Content starts

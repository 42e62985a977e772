//! Aggregate functions shared by `stats` and `timechart`.

use std::cmp::Ordering;
use std::fmt;

use logq_core::value::Value;

use crate::error::{CommandError, Result};

#[derive(Debug, Clone, Copy, PartialEq, Eq)]
pub enum AggFunc {
    Count,
    Sum,
    Avg,
    Min,
    Max,
}

impl AggFunc {
    pub fn from_name(name: &str) -> Option<Self> {
        Some(match name.to_ascii_lowercase().as_str() {
            "count" | "c" => AggFunc::Count,
            "sum" => AggFunc::Sum,
            "avg" | "mean" => AggFunc::Avg,
            "min" => AggFunc::Min,
            "max" => AggFunc::Max,
            _ => return None,
        })
    }

    pub fn as_str(self) -> &'static str {
        match self {
            AggFunc::Count => "count",
            AggFunc::Sum => "sum",
            AggFunc::Avg => "avg",
            AggFunc::Min => "min",
            AggFunc::Max => "max",
        }
    }
}

/// One aggregate column: `func(field) as alias`.
#[derive(Debug, Clone, PartialEq, Eq)]
pub struct AggSpec {
    pub func: AggFunc,
    pub field: Option<String>,
    pub alias: String,
}

impl AggSpec {
    /// Only `count` may omit its field. Without an alias the column is named
    /// after the call, e.g. `sum(bytes)`.
    pub fn new(func: AggFunc, field: Option<String>, alias: Option<String>) -> Result<Self> {
        if field.is_none() && func != AggFunc::Count {
            return Err(CommandError::Exec(format!("{} needs a field", func.as_str())));
        }
        let alias = alias.unwrap_or_else(|| match &field {
            Some(f) => format!("{}({f})", func.as_str()),
            None => func.as_str().to_string(),
        });
        Ok(Self { func, field, alias })
    }

    pub fn count() -> Self {
        Self {
            func: AggFunc::Count,
            field: None,
            alias: "count".into(),
        }
    }

    pub(crate) fn accumulator(&self) -> Acc {
        match (self.func, &self.field) {
            (AggFunc::Count, None) => Acc::CountAll(0),
            (AggFunc::Count, Some(_)) => Acc::Count(0),
            (AggFunc::Sum, _) => Acc::Sum(NumSum::default()),
            (AggFunc::Avg, _) => Acc::Avg { sum: 0.0, n: 0 },
            (AggFunc::Min, _) => Acc::Extreme { keep: Ordering::Less, cur: None },
            (AggFunc::Max, _) => Acc::Extreme { keep: Ordering::Greater, cur: None },
        }
    }
}

impl fmt::Display for AggSpec {
    fn fmt(&self, f: &mut fmt::Formatter<'_>) -> fmt::Result {
        let call = match &self.field {
            Some(field) => format!("{}({field})", self.func.as_str()),
            None => self.func.as_str().to_string(),
        };
        if call == self.alias {
            f.write_str(&call)
        } else {
            write!(f, "{call} as {}", self.alias)
        }
    }
}

/// Running sum that stays integral until a fractional value (or an
/// overflow) shows up.
#[derive(Debug, Clone, Default)]
pub(crate) struct NumSum {
    int: i64,
    float: f64,
    fractional: bool,
    seen: bool,
}

impl NumSum {
    fn add(&mut self, v: &Value) {
        let (i, f) = match v {
            Value::Int(i) => (Some(*i), *i as f64),
            Value::Float(f) => (None, *f),
            Value::Str(s) => match s.trim().parse::<i64>() {
                Ok(i) => (Some(i), i as f64),
                Err(_) => match s.trim().parse::<f64>() {
                    Ok(f) => (None, f),
                    Err(_) => return,
                },
            },
            Value::Bool(_) | Value::Null => return,
        };
        self.seen = true;
        self.float += f;
        match i.and_then(|i| self.int.checked_add(i)) {
            Some(sum) if !self.fractional => self.int = sum,
            _ => self.fractional = true,
        }
    }

    fn finish(&self) -> Value {
        if !self.seen {
            Value::Null
        } else if self.fractional {
            Value::Float(self.float)
        } else {
            Value::Int(self.int)
        }
    }
}

#[derive(Debug, Clone)]
pub(crate) enum Acc {
    CountAll(u64),
    Count(u64),
    Sum(NumSum),
    Avg { sum: f64, n: u64 },
    /// `keep` is the ordering a new value must have against the current one
    /// to replace it.
    Extreme { keep: Ordering, cur: Option<Value> },
}

impl Acc {
    /// Feed one row's value of the aggregated field (`None` when absent).
    pub(crate) fn update(&mut self, v: Option<&Value>) {
        let v = v.filter(|v| !v.is_null());
        match self {
            Acc::CountAll(n) => *n += 1,
            Acc::Count(n) => {
                if v.is_some() {
                    *n += 1;
                }
            }
            Acc::Sum(sum) => {
                if let Some(v) = v {
                    sum.add(v);
                }
            }
            Acc::Avg { sum, n } => {
                if let Some(x) = v.and_then(Value::as_f64) {
                    *sum += x;
                    *n += 1;
                }
            }
            Acc::Extreme { keep, cur } => {
                if let Some(v) = v {
                    let replace = match cur.as_ref() {
                        None => true,
                        Some(c) => v.total_cmp(c) == *keep,
                    };
                    if replace {
                        *cur = Some(v.clone());
                    }
                }
            }
        }
    }

    pub(crate) fn finish(&self) -> Value {
        match self {
            Acc::CountAll(n) | Acc::Count(n) => Value::Int(*n as i64),
            Acc::Sum(sum) => sum.finish(),
            Acc::Avg { n: 0, .. } => Value::Null,
            Acc::Avg { sum, n } => Value::Float(*sum / *n as f64),
            Acc::Extreme { cur, .. } => cur.clone().unwrap_or(Value::Null),
        }
    }
}
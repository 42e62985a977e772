#![forbid(unsafe_code)]
//! logq-mem: per-query memory budget, spill segments, and the spill-backed
//! `RowBuffer` used for bulk handoff between commands.
//!
//! No object-store or file I/O lives here. Spill bytes go through the
//! `SpillStorage` trait, implemented by `logq-io`.

pub mod budget;
pub mod buffer;
pub mod error;
pub mod spill;

pub use budget::{MemoryBudget, Reservation};
pub use buffer::{BufferEnv, RowBuffer, RowBufferIter};
pub use spill::{Codec, SpillManager, SpillStorage};
//! Post-parse binding pass.
//!
//! Takes the chain produced by the registry and makes it runnable: shared
//! context and query text on every command, storage/header/date column on
//! the source, lookup handlers on every `lookup`, the result sink at the
//! tail, and the timeline flag on exactly one streaming command.

use std::sync::Arc;

use logq_commands::command::{append, chain, AsAny};
use logq_commands::commands::{Fields, Lookup, OptionCmd, Rename, Table};
use logq_commands::{for_each_command, Command, QueryContext};
use logq_core::catalog::{LogStorage, LookupService, TableRegistry};
use logq_parser::SyntaxRegistry;

use crate::error::ExecError;
use crate::sink::ResultSink;

/// Compile `query_text` and bind the resulting chain. Any failure drops the
/// partially built chain.
pub fn create_command(
    ctx: Arc<QueryContext>,
    query_text: &str,
    storage: Arc<dyn LogStorage>,
    tables: &dyn TableRegistry,
    lookups: &dyn LookupService,
    sink: ResultSink,
) -> Result<Box<dyn Command>, ExecError> {
    let mut head = SyntaxRegistry::global().compile(query_text)?;
    let text: Arc<str> = Arc::from(query_text);

    if let Some(table) = head.downcast_mut::<Table>() {
        table.set_storage(storage);
        table.set_batch_size(ctx.config().batch_size);
        let name = table.table_name().to_string();
        let id = tables
            .table_id(&name)
            .ok_or_else(|| ExecError::UnknownTable(name.clone()))?;
        let metadata = tables
            .table_metadata(id)
            .ok_or_else(|| ExecError::Metadata(name.clone()))?;
        table.set_table_id(id);
        if let Some(header) = metadata.header() {
            tracing::debug!(table = %name, fields = header.len(), "header from logformat");
            head.set_header(Some(header));
        }
    }
    head.set_date_column(Some(ctx.config().date_column.clone()));

    let mut bound = Ok(());
    for_each_command(head.as_mut(), &mut |cmd| {
        if bound.is_err() {
            return;
        }
        if let Some(lookup) = cmd.downcast_mut::<Lookup>() {
            bound = lookup.bind(lookups);
        }
    });
    bound?;

    let timeline_enabled = chain_allows_timeline(head.as_ref());
    let reporter = timeline_index(head.as_ref(), &ctx.config().date_column);
    append(head.as_mut(), Box::new(sink));

    let mut index = 0;
    for_each_command(head.as_mut(), &mut |cmd| {
        let core = cmd.core_mut();
        core.set_context(Arc::clone(&ctx));
        core.set_query_text(Arc::clone(&text));
        if timeline_enabled && Some(index) == reporter {
            core.set_callback_timeline(true);
        }
        index += 1;
    });
    ctx.set_head(head.core().status_handle());

    tracing::debug!(
        query = %ctx.id(),
        commands = index,
        timeline = ?reporter.filter(|_| timeline_enabled),
        "query bound"
    );
    Ok(head)
}

/// False when an `option timeline=false` stage is present.
fn chain_allows_timeline(head: &dyn Command) -> bool {
    chain(head)
        .into_iter()
        .filter_map(|c| c.as_any().downcast_ref::<OptionCmd>())
        .all(OptionCmd::timeline)
}

/// Index of the command that reports event times: the last command whose
/// output still carries `date_column`, stopping before the first reducer.
/// `None` when the chain starts with a reducer.
fn timeline_index(head: &dyn Command, date_column: &str) -> Option<usize> {
    let cmds = chain(head);
    match cmds
        .iter()
        .position(|c| c.is_reducer() || drops_column(*c, date_column))
    {
        Some(0) => None,
        Some(stop) => Some(stop - 1),
        None => cmds.len().checked_sub(1),
    }
}

/// True when rows written by `cmd` no longer carry `column`.
fn drops_column(cmd: &dyn Command, column: &str) -> bool {
    let any = cmd.as_any();
    if let Some(fields) = any.downcast_ref::<Fields>() {
        let listed = fields.names().iter().any(|n| n == column);
        return if fields.is_remove() { listed } else { !listed };
    }
    any.downcast_ref::<Rename>()
        .is_some_and(|r| r.renames().iter().any(|(from, _)| from == column))
}

#[cfg(test)]
mod tests {
    use super::*;
    use logq_commands::CommandError;
    use logq_core::catalog::{TableMetadata, LOGFORMAT_KEY};
    use logq_io::{CsvLookupTable, LookupTables, MemoryLogStorage, TableCatalog};

    use crate::sink::CollectRows;

    struct Env {
        storage: Arc<dyn LogStorage>,
        catalog: TableCatalog,
        lookups: LookupTables,
    }

    fn env() -> Env {
        let users = CsvLookupTable::from_reader("uid,name\n1,alice\n".as_bytes()).unwrap();
        Env {
            storage: Arc::new(MemoryLogStorage::new().with_table("events", ["1 u1", "2 u2"])),
            catalog: TableCatalog::new()
                .with_table("events", TableMetadata::new().with(LOGFORMAT_KEY, "_time uid"))
                .with_table("bare", TableMetadata::new()),
            lookups: LookupTables::new().with("users", Arc::new(users)),
        }
    }

    fn bind(env: &Env, text: &str) -> Result<Box<dyn Command>, ExecError> {
        create_command(
            Arc::new(QueryContext::in_memory()),
            text,
            Arc::clone(&env.storage),
            &env.catalog,
            &env.lookups,
            ResultSink::new(Box::new(CollectRows::new())),
        )
    }

    fn flags(head: &dyn Command) -> Vec<(&'static str, bool)> {
        chain(head)
            .iter()
            .map(|c| (c.name(), c.core().callback_timeline()))
            .collect()
    }

    #[test]
    fn header_and_date_column_reach_the_sink() {
        let env = env();
        let head = bind(&env, "table events | search uid == u1").unwrap();
        let cmds = chain(head.as_ref());
        assert_eq!(cmds.len(), 3);
        for cmd in &cmds {
            assert_eq!(cmd.core().header().map(|h| h.len()), Some(2));
            assert_eq!(cmd.date_column_name(), Some("_time"));
            assert!(cmd.core().context().is_some());
            assert_eq!(cmd.core().query_text(), Some("table events | search uid == u1"));
        }
        assert_eq!(cmds[2].name(), "sink");
    }

    #[test]
    fn timeline_goes_before_first_reducer() {
        let env = env();
        let head = bind(&env, "table events | search uid == u1 | sort uid | fields uid").unwrap();
        assert_eq!(
            flags(head.as_ref()),
            vec![
                ("table", false),
                ("search", true),
                ("sort", false),
                ("fields", false),
                ("sink", false)
            ]
        );
        let cmds = chain(head.as_ref());
        assert_eq!(cmds[2].date_column_name(), None);
        assert_eq!(cmds[3].core().date_column(), None);
    }

    #[test]
    fn timeline_on_last_command_without_reducer() {
        let env = env();
        let head = bind(&env, "table events | fields _time, uid").unwrap();
        assert_eq!(
            flags(head.as_ref()),
            vec![("table", false), ("fields", true), ("sink", false)]
        );
        let head = bind(&env, "table events | option timeline=false | fields uid").unwrap();
        assert!(flags(head.as_ref()).iter().all(|(_, on)| !on));
    }

    #[test]
    fn timeline_stays_ahead_of_stages_dropping_the_date_column() {
        let env = env();
        let head = bind(&env, "table events | fields uid").unwrap();
        assert_eq!(
            flags(head.as_ref()),
            vec![("table", true), ("fields", false), ("sink", false)]
        );
        let head = bind(&env, "table events | search uid == u1 | fields - _time").unwrap();
        assert_eq!(
            flags(head.as_ref()),
            vec![("table", false), ("search", true), ("fields", false), ("sink", false)]
        );
        let head = bind(&env, "table events | rename _time as at | search uid == u1").unwrap();
        assert_eq!(
            flags(head.as_ref()),
            vec![("table", true), ("rename", false), ("search", false), ("sink", false)]
        );
    }

    #[test]
    fn unknown_table_and_missing_lookup() {
        let env = env();
        assert!(matches!(bind(&env, "table nope"), Err(ExecError::UnknownTable(t)) if t == "nope"));
        assert!(matches!(bind(&env, "table events |"), Err(ExecError::Syntax(_))));
        assert!(matches!(
            bind(&env, "table events | lookup teams uid output team"),
            Err(ExecError::Command(CommandError::Exec(_)))
        ));
    }

    #[test]
    fn every_lookup_is_bound() {
        let env = env();
        let head = bind(
            &env,
            "table events | lookup users uid output name | lookup users uid output name as again",
        )
        .unwrap();
        let bound: Vec<bool> = chain(head.as_ref())
            .into_iter()
            .filter_map(|c| c.as_any().downcast_ref::<Lookup>())
            .map(Lookup::is_bound)
            .collect();
        assert_eq!(bound, vec![true, true]);
    }

    #[test]
    fn table_without_logformat_has_no_header() {
        let env = env();
        let head = bind(&env, "table bare").unwrap();
        assert!(head.core().header().is_none());
    }
}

Content ends

# Activity
Bring together all lines of the entries above in which the string "CsvLookupTable" occurs.

# Solution to the problem
    use logq_io::{CsvLookupTable, LookupTables, MemoryLogStorage, TableCatalog};
        let users = CsvLookupTable::from_reader("uid,name\n1,alice\n".as_bytes()).unwrap();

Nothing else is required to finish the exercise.